In six months of patrols, Fuke, who was on his second tour in Afghanistan, has provided emergency battlefield care to numerous Marines shot by Taliban snipers or wounded by buried bombs.

Fighting the Taliban, Fuke said, “is like fighting ghosts.”

“It’s like the gangbanging school: shoot, shoot and run away,” said Fuke, now recuperating at the Landstuhl Regional Medical Center in Germany before being airlifted to Naval Medical Center San Diego for additional surgery.

“These guys are quick,” he said. “It’s hit-and-miss, they don’t stand and fight.”

In one skirmish, Fuke had a Marine buddy “die in my arms” after being hit; in another he was able to stem the bleeding and save the life of an agonized Marine who lost both legs and his right arm; and in yet another incident, he watched in horror as a Navy corpsman had his legs blown off.

The weapon of choice of the Taliban in Helmand province is the improvised explosive device, sometimes dug into roads or paths, sometimes attached to fences or other waist-high objects in order to inflict maximum blast damage.

“They know they can’t take us on in a fight, that’s why they use the IEDs,” said Col.
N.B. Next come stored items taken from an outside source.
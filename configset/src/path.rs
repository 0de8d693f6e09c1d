//! Dotted-path addressing into the aggregate document.
//!
//! A path is a `.`-separated list of segments. A segment consisting only
//! of ASCII digits addresses an array element; any other segment addresses
//! an object field. The empty path denotes the whole document on the read
//! side and is rejected on the write side (see the patch module).

use serde_json::Value;

/// One parsed path segment.
#[derive(Debug, Clone, PartialEq, Eq)]
pub(crate) enum Segment {
    /// An object field name.
    Field(String),
    /// A non-negative array index. Carries the segment as written so the
    /// object-field fallback addresses zero-padded keys like `"007"`
    /// literally.
    Index(usize, String),
}

/// Split a non-empty dotted path into segments.
pub(crate) fn parse(path: &str) -> Vec<Segment> {
    path.split('.')
        .map(|raw| {
            if !raw.is_empty() && raw.bytes().all(|b| b.is_ascii_digit()) {
                if let Ok(index) = raw.parse::<usize>() {
                    return Segment::Index(index, raw.to_owned());
                }
            }
            Segment::Field(raw.to_owned())
        })
        .collect()
}

/// Locate the sub-tree at `path`. The empty path is the whole document.
///
/// Digit segments index arrays; on objects they fall back to addressing
/// the field named by the segment as written, since objects may
/// legitimately carry all-digit keys.
pub(crate) fn lookup<'a>(tree: &'a Value, path: &str) -> Option<&'a Value> {
    if path.is_empty() {
        return Some(tree);
    }
    let mut current = tree;
    for segment in parse(path) {
        current = match (&segment, current) {
            (Segment::Field(name), Value::Object(entries)) => entries.get(name)?,
            (Segment::Index(index, _), Value::Array(items)) => items.get(*index)?,
            (Segment::Index(_, raw), Value::Object(entries)) => entries.get(raw)?,
            _ => return None,
        };
    }
    Some(current)
}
Patrick Kanewske, chief of staff for the Marine Corps Forces Central Command.

While the command unit -- led by Maj. Gen. Richard Mills -- was from Camp Pendleton, combat battalions came from several Marine bases. Of 20,000 Marines in Helmand during the last year, about half were from Camp Pendleton.

The new command unit is led by Maj. Gen. John Toolan, a veteran of the fight for Baghdad in 2003 and Fallouja in 2004.
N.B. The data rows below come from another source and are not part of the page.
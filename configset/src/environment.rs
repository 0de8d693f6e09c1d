//! Environment override extraction.
//!
//! Overrides arrive as `NAME=VALUE` strings, whatever their origin: the
//! real process environment or an injected list. Only entries whose name
//! starts with [`KEY_PREFIX`] participate; everything else, including
//! malformed entries without `=`, is silently discarded. Extraction never
//! validates path shape; an entry that is exactly the prefix survives
//! here and fails in the patch stage with an empty-path error.

/// Namespace prefix distinguishing override entries from unrelated ones.
pub const KEY_PREFIX: &str = "CONFIGSET.";

/// Scan `environment` for override pairs, preserving input order.
///
/// Returns `(key, value)` pairs where `key` is the full matched name,
/// prefix included. The patch stage orders application by path but keeps
/// input order for exact duplicates, so the last entry on a path wins.
pub(crate) fn extract_overrides(environment: &[String]) -> Vec<(String, String)> {
    let mut pairs = Vec::new();
    for entry in environment {
        if !entry.starts_with(KEY_PREFIX) {
            continue;
        }
        let Some((key, value)) = entry.split_once('=') else {
            continue;
        };
        pairs.push((key.to_owned(), value.to_owned()));
    }
    pairs
}

/// Capture the process environment as `NAME=VALUE` strings.
///
/// Order is stable within one invocation; no cross-process ordering is
/// assumed.
#[must_use]
pub fn process_environment() -> Vec<String> {
    std::env::vars()
        .map(|(name, value)| format!("{name}={value}"))
        .collect()
}

#[cfg(test)]
mod tests {
    use super::*;

    fn env(entries: &[&str]) -> Vec<String> {
        entries.iter().map(|e| (*e).to_owned()).collect()
    }

    #[test]
    fn test_extract_keeps_only_prefixed_entries() {
        let pairs = extract_overrides(&env(&[
            "FOO=BAR",
            "CONFIGSET.aaa.hello=\"hi\"",
            "HELLO=WORLD",
        ]));
        assert_eq!(
            pairs,
            vec![("CONFIGSET.aaa.hello".to_owned(), "\"hi\"".to_owned())]
        );
    }

    #[test]
    fn test_extract_discards_entries_without_separator() {
        let pairs = extract_overrides(&env(&["CONFIGSET.gogo", "CONFIGSET"]));
        assert!(pairs.is_empty());
    }

    #[test]
    fn test_extract_preserves_input_order() {
        let pairs = extract_overrides(&env(&[
            "CONFIGSET.a=1",
            "CONFIGSET.b=2",
            "CONFIGSET.a=3",
        ]));
        assert_eq!(
            pairs,
            vec![
                ("CONFIGSET.a".to_owned(), "1".to_owned()),
                ("CONFIGSET.b".to_owned(), "2".to_owned()),
                ("CONFIGSET.a".to_owned(), "3".to_owned()),
            ]
        );
    }

    #[test]
    fn test_extract_keeps_bare_prefix_entry() {
        // path validation belongs to the patch stage, not here
        let pairs = extract_overrides(&env(&["CONFIGSET.=1"]));
        assert_eq!(pairs, vec![("CONFIGSET.".to_owned(), "1".to_owned())]);
    }

    #[test]
    fn test_extract_splits_on_first_separator() {
        let pairs = extract_overrides(&env(&["CONFIGSET.a=\"x=y\""]));
        assert_eq!(
            pairs,
            vec![("CONFIGSET.a".to_owned(), "\"x=y\"".to_owned())]
        );
    }
}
A counteroffensive by Taliban fighters is expected soon as they attempt to regain dominance over the farmers who plant the poppy crop. "I expect a counterattack," Mills said. "This area is too important to the enemy for him just to walk away."

In the last two weeks, five Marines were wounded in a firefight in the Reg-e-Khan district that left 30 Taliban fighters dead. Marines also battled Taliban in the Kajaki and Musa Qalah distrtict; weapons caches were discovered in sites scattered throughout the province.

The number of battalions from Camp Pendleton will decrease in coming months as part of a planned rotation. The Three-Five will return home in coming weeks, replaced in Sangin by the 1st Battalion, 5th Regiment, also from Camp Pendleton, and the 3rd Battalion, 4th Regiment, from Twentynine Palms.

Former Marine commandant Gen. James Conway, in a visit to Helmand in August, predicted that Marines will be in the province until 2014 or 2015.

 Marines say conditions in Sangin have changed greatly since fall, with more cooperation from villagers and increasing competency of Afghan security forces.

More bomb-sniffing dogs are being deployed, and the U.S. has advanced technology to catch Taliban fighters or their sympathizers burying bombs under cover of darkness.

But for the Marine grunts and the Navy corpsmen, one thing will remain the same in the coming year: Every foot patrol in Helmand province is perilous.

 “You never know when you’re going to step on death,” Fuke said from his hospital bed.